Primary infection with human immunodeficiency virus that presented as Stevens-Johnson syndrome.

1994 
SIR-When primary infection with human immunodeficiency virus (HIV) is symptomatic, it may influence the subsequent course of disease because of an increased risk for development of AIDS [1]. Although primary HIV infection usually manifests as a mononucleosis-like illness, clinical manifestations of this early stage of infection are heterogeneous [2]. We report what we believe to be the first case of Stevens-Johnson syndrome diagnosed during primary HIV infection. A 27-year-old heterosexual man who had had multiple sex partners and who had not been a drug abuser presented with a 15-day history of high fever (temperature, 40?C), vomiting, diarrhea, and a rash that was limited to the upper trunk. Physical examination revealed skin lesions typical of erythema multiforme. Multiple bullae with an erythematous base as well as painful erosions in the oral and genital mucosae, which had developed prior to the skin eruption, were noted.
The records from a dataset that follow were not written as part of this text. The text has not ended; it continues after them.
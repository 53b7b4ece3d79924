// ── User groups ──

use chrono::NaiveDateTime;
use serde::{Deserialize, Serialize};

use super::ids::GroupId;

/// An Active Directory group mapped to report folders and a domain.
#[derive(Debug, Clone, PartialEq, Eq, Serialize, Deserialize)]
pub struct UserGroup {
    pub id: GroupId,
    pub ad_group_name: String,
    pub associated_domain: Option<String>,
    pub folder_access: Vec<String>,
    pub members: Vec<String>,
    pub created: Option<NaiveDateTime>,
    pub updated: Option<NaiveDateTime>,
}

/// Editable fields of a user group.
#[derive(Debug, Clone, Default, PartialEq, Eq)]
pub struct UserGroupDraft {
    pub ad_group_name: String,
    pub folder_access: Vec<String>,
    pub associated_domain: String,
    pub members: Vec<String>,
}

impl UserGroupDraft {
    /// Add the folder if absent, remove it if present. Order of first
    /// selection is preserved.
    pub fn toggle_folder(&mut self, folder: &str) {
        if let Some(pos) = self.folder_access.iter().position(|f| f == folder) {
            self.folder_access.remove(pos);
        } else {
            self.folder_access.push(folder.to_owned());
        }
    }
}

impl From<&UserGroup> for UserGroupDraft {
    fn from(g: &UserGroup) -> Self {
        Self {
            ad_group_name: g.ad_group_name.clone(),
            folder_access: g.folder_access.clone(),
            associated_domain: g.associated_domain.clone().unwrap_or_default(),
            members: g.members.clone(),
        }
    }
}

/// A report folder name, as listed by the server.
#[derive(Debug, Clone, PartialEq, Eq, Hash, PartialOrd, Ord, Serialize, Deserialize)]
#[serde(transparent)]
pub struct Folder(pub String);

impl Folder {
    pub fn name(&self) -> &str {
        &self.0
    }
}

#[cfg(test)]
mod tests {
    use super::*;

    #[test]
    fn toggle_folder_adds_then_removes() {
        let mut draft = UserGroupDraft::default();
        draft.toggle_folder("Finance");
        draft.toggle_folder("HR");
        assert_eq!(draft.folder_access, vec!["Finance", "HR"]);
        draft.toggle_folder("Finance");
        assert_eq!(draft.folder_access, vec!["HR"]);
    }
}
Other findings on physical examination were unremarkable, except for the presence of bilateral inguinal and cervical lymphadenopathy. The patient had not received any medication prior to the onset of these clinical manifestations. Confirmation of the diagnosis of Stevens-Johnson syndrome was obtained by examination of a biopsy specimen. The white blood cell count was 6 X 109/L, and the platelet count was 58 X 109/L. Aminotransferase levels were increased twofold. There was no serological evidence for recent infection with herpes simplex virus, cytomegalovirus, Mycoplasma pneumoniae, or Treponema pallidum. A repeated ELISA for antibodies to HIV was positive, although results had been negative 10 days before admission. An assay for HIV antigen was positive, and seroconversion was eventually confirmed by western blotting. The CD4+ lymphocyte count was .815 X 109/L. All the clinical and biological abnormalities resolved spontaneously within 2 weeks.